_Directions for this task_.
Print the listing below exactly as written.

□ □ □ □ □

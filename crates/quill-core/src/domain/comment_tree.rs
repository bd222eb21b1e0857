//! Reconstruction of nested reply threads from flat parent-referencing rows.

use std::collections::{HashMap, HashSet};

use uuid::Uuid;

use super::Comment;

/// A comment together with its nested replies.
#[derive(Debug, Clone)]
pub struct CommentThread {
    pub comment: Comment,
    pub replies: Vec<CommentThread>,
}

/// Build nested threads from a flat comment list.
///
/// Each comment is appended to its parent's reply list when the parent
/// resolves within the input set. A comment whose parent is missing
/// (deleted, or belonging to another post) is promoted to a root thread.
/// Sibling order follows the input order; reply lists are not re-sorted.
pub fn build_tree(comments: Vec<Comment>) -> Vec<CommentThread> {
    let ids: HashSet<Uuid> = comments.iter().map(|c| c.id).collect();

    let mut children: HashMap<Uuid, Vec<Comment>> = HashMap::new();
    let mut roots: Vec<Comment> = Vec::new();

    for comment in comments {
        match comment.parent_id {
            Some(parent_id) if parent_id != comment.id && ids.contains(&parent_id) => {
                children.entry(parent_id).or_default().push(comment);
            }
            Some(parent_id) => {
                tracing::warn!(
                    comment_id = %comment.id,
                    parent_id = %parent_id,
                    "orphaned comment promoted to root"
                );
                roots.push(comment);
            }
            None => roots.push(comment),
        }
    }

    roots
        .into_iter()
        .map(|c| into_thread(c, &mut children))
        .collect()
}

fn into_thread(comment: Comment, children: &mut HashMap<Uuid, Vec<Comment>>) -> CommentThread {
    let replies = children
        .remove(&comment.id)
        .unwrap_or_default()
        .into_iter()
        .map(|c| into_thread(c, children))
        .collect();

    CommentThread { comment, replies }
}

#[cfg(test)]
mod tests {
    use chrono::Utc;

    use super::*;

    fn comment(id: Uuid, parent_id: Option<Uuid>, content: &str) -> Comment {
        Comment {
            id,
            post_id: Uuid::new_v4(),
            parent_id,
            author_name: "Ada".to_owned(),
            author_username: "ada".to_owned(),
            author_avatar: None,
            content: content.to_owned(),
            likes: 0,
            created_at: Utc::now(),
        }
    }

    #[test]
    fn nests_replies_under_parent() {
        let root_id = Uuid::new_v4();
        let reply_id = Uuid::new_v4();
        let flat = vec![
            comment(reply_id, Some(root_id), "reply"),
            comment(root_id, None, "root"),
        ];

        let tree = build_tree(flat);

        assert_eq!(tree.len(), 1);
        assert_eq!(tree[0].comment.id, root_id);
        assert_eq!(tree[0].replies.len(), 1);
        assert_eq!(tree[0].replies[0].comment.id, reply_id);
    }

    #[test]
    fn promotes_orphan_to_root() {
        let missing_parent = Uuid::new_v4();
        let orphan_id = Uuid::new_v4();
        let flat = vec![comment(orphan_id, Some(missing_parent), "orphan")];

        let tree = build_tree(flat);

        assert_eq!(tree.len(), 1);
        assert_eq!(tree[0].comment.id, orphan_id);
        assert!(tree[0].replies.is_empty());
    }

    #[test]
    fn preserves_input_order_within_a_level() {
        let root = Uuid::new_v4();
        let first = Uuid::new_v4();
        let second = Uuid::new_v4();
        let flat = vec![
            comment(first, Some(root), "newest"),
            comment(second, Some(root), "older"),
            comment(root, None, "root"),
        ];

        let tree = build_tree(flat);

        let replies: Vec<Uuid> = tree[0].replies.iter().map(|t| t.comment.id).collect();
        assert_eq!(replies, vec![first, second]);
    }

    #[test]
    fn handles_deep_chains() {
        let a = Uuid::new_v4();
        let b = Uuid::new_v4();
        let c = Uuid::new_v4();
        let flat = vec![
            comment(c, Some(b), "c"),
            comment(b, Some(a), "b"),
            comment(a, None, "a"),
        ];

        let tree = build_tree(flat);

        assert_eq!(tree.len(), 1);
        assert_eq!(tree[0].replies[0].replies[0].comment.id, c);
    }

    #[test]
    fn self_referencing_comment_becomes_root() {
        let id = Uuid::new_v4();
        let flat = vec![comment(id, Some(id), "loop")];

        let tree = build_tree(flat);

        assert_eq!(tree.len(), 1);
        assert!(tree[0].replies.is_empty());
    }
}
use chrono::{DateTime, Utc};
use serde::{Deserialize, Serialize};
use uuid::Uuid;

/// Category entity - a named grouping of posts.
#[derive(Debug, Clone, Serialize, Deserialize)]
pub struct Category {
    pub id: Uuid,
    pub name: String,
    pub slug: String,
    pub description: Option<String>,
    /// Denormalized count of posts carrying this category.
    pub posts_count: i32,
    pub created_at: DateTime<Utc>,
    pub updated_at: DateTime<Utc>,
}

□ □ □ □ □

_Answer to this exercise_.
filename crates/quill-core/src/domain/comment_tree.rs
repository bd222eb21b1e0857
//! Reconstruction of nested reply threads from flat parent-referencing rows.

use std::collections::{HashMap, HashSet};

use uuid::Uuid;

use super::Comment;

/// A comment together with its nested replies.
#[derive(Debug, Clone)]
pub struct CommentThread {
    pub comment: Comment,
    pub replies: Vec<CommentThread>,
}

/// Build nested threads from a flat comment list.
///
/// Each comment is appended to its parent's reply list when the parent
/// resolves within the input set. A comment whose parent is missing
/// (deleted, or belonging to another post) is promoted to a root thread.
/// Sibling order follows the input order; reply lists are not re-sorted.
pub fn build_tree(comments: Vec<Comment>) -> Vec<CommentThread> {
    let ids: HashSet<Uuid> = comments.iter().map(|c| c.id).collect();

    let mut children: HashMap<Uuid, Vec<Comment>> = HashMap::new();
    let mut roots: Vec<Comment> = Vec::new();

    for comment in comments {
        match comment.parent_id {
            Some(parent_id) if parent_id != comment.id && ids.contains(&parent_id) => {
                children.entry(parent_id).or_default().push(comment);
            }
            Some(parent_id) => {
                tracing::warn!(
                    comment_id = %comment.id,
                    parent_id = %parent_id,
                    "orphaned comment promoted to root"
                );
                roots.push(comment);
            }
            None => roots.push(comment),
        }
    }

    roots
        .into_iter()
        .map(|c| into_thread(c, &mut children))
        .collect()
}

fn into_thread(comment: Comment, children: &mut HashMap<Uuid, Vec<Comment>>) -> CommentThread {
    let replies = children
        .remove(&comment.id)
        .unwrap_or_default()
        .into_iter()
        .map(|c| into_thread(c, children))
        .collect();

    CommentThread { comment, replies }
}

#[cfg(test)]
mod tests {
    use chrono::Utc;

    use super::*;

    fn comment(id: Uuid, parent_id: Option<Uuid>, content: &str) -> Comment {
        Comment {
            id,
            post_id: Uuid::new_v4(),
            parent_id,
            author_name: "Ada".to_owned(),
            author_username: "ada".to_owned(),
            author_avatar: None,
            content: content.to_owned(),
            likes: 0,
            created_at: Utc::now(),
        }
    }

    #[test]
    fn nests_replies_under_parent() {
        let root_id = Uuid::new_v4();
        let reply_id = Uuid::new_v4();
        let flat = vec![
            comment(reply_id, Some(root_id), "reply"),
            comment(root_id, None, "root"),
        ];

        let tree = build_tree(flat);

        assert_eq!(tree.len(), 1);
        assert_eq!(tree[0].comment.id, root_id);
        assert_eq!(tree[0].replies.len(), 1);
        assert_eq!(tree[0].replies[0].comment.id, reply_id);
    }

    #[test]
    fn promotes_orphan_to_root() {
        let missing_parent = Uuid::new_v4();
        let orphan_id = Uuid::new_v4();
        let flat = vec![comment(orphan_id, Some(missing_parent), "orphan")];

        let tree = build_tree(flat);

        assert_eq!(tree.len(), 1);
        assert_eq!(tree[0].comment.id, orphan_id);
        assert!(tree[0].replies.is_empty());
    }

    #[test]
    fn preserves_input_order_within_a_level() {
        let root = Uuid::new_v4();
        let first = Uuid::new_v4();
        let second = Uuid::new_v4();
        let flat = vec![
            comment(first, Some(root), "newest"),
            comment(second, Some(root), "older"),
            comment(root, None, "root"),
        ];

        let tree = build_tree(flat);

        let replies: Vec<Uuid> = tree[0].replies.iter().map(|t| t.comment.id).collect();
        assert_eq!(replies, vec![first, second]);
    }

    #[test]
    fn handles_deep_chains() {
        let a = Uuid::new_v4();
        let b = Uuid::new_v4();
        let c = Uuid::new_v4();
        let flat = vec![
            comment(c, Some(b), "c"),
            comment(b, Some(a), "b"),
            comment(a, None, "a"),
        ];

        let tree = build_tree(flat);

        assert_eq!(tree.len(), 1);
        assert_eq!(tree[0].replies[0].replies[0].comment.id, c);
    }

    #[test]
    fn self_referencing_comment_becomes_root() {
        let id = Uuid::new_v4();
        let flat = vec![comment(id, Some(id), "loop")];

        let tree = build_tree(flat);

        assert_eq!(tree.len(), 1);
        assert!(tree[0].replies.is_empty());
    }
}
use chrono::{DateTime, Utc};
use serde::{Deserialize, Serialize};
use uuid::Uuid;

/// Category entity - a named grouping of posts.
#[derive(Debug, Clone, Serialize, Deserialize)]
pub struct Category {
    pub id: Uuid,
    pub name: String,
    pub slug: String,
    pub description: Option<String>,
    /// Denormalized count of posts carrying this category.
    pub posts_count: i32,
    pub created_at: DateTime<Utc>,
    pub updated_at: DateTime<Utc>,
}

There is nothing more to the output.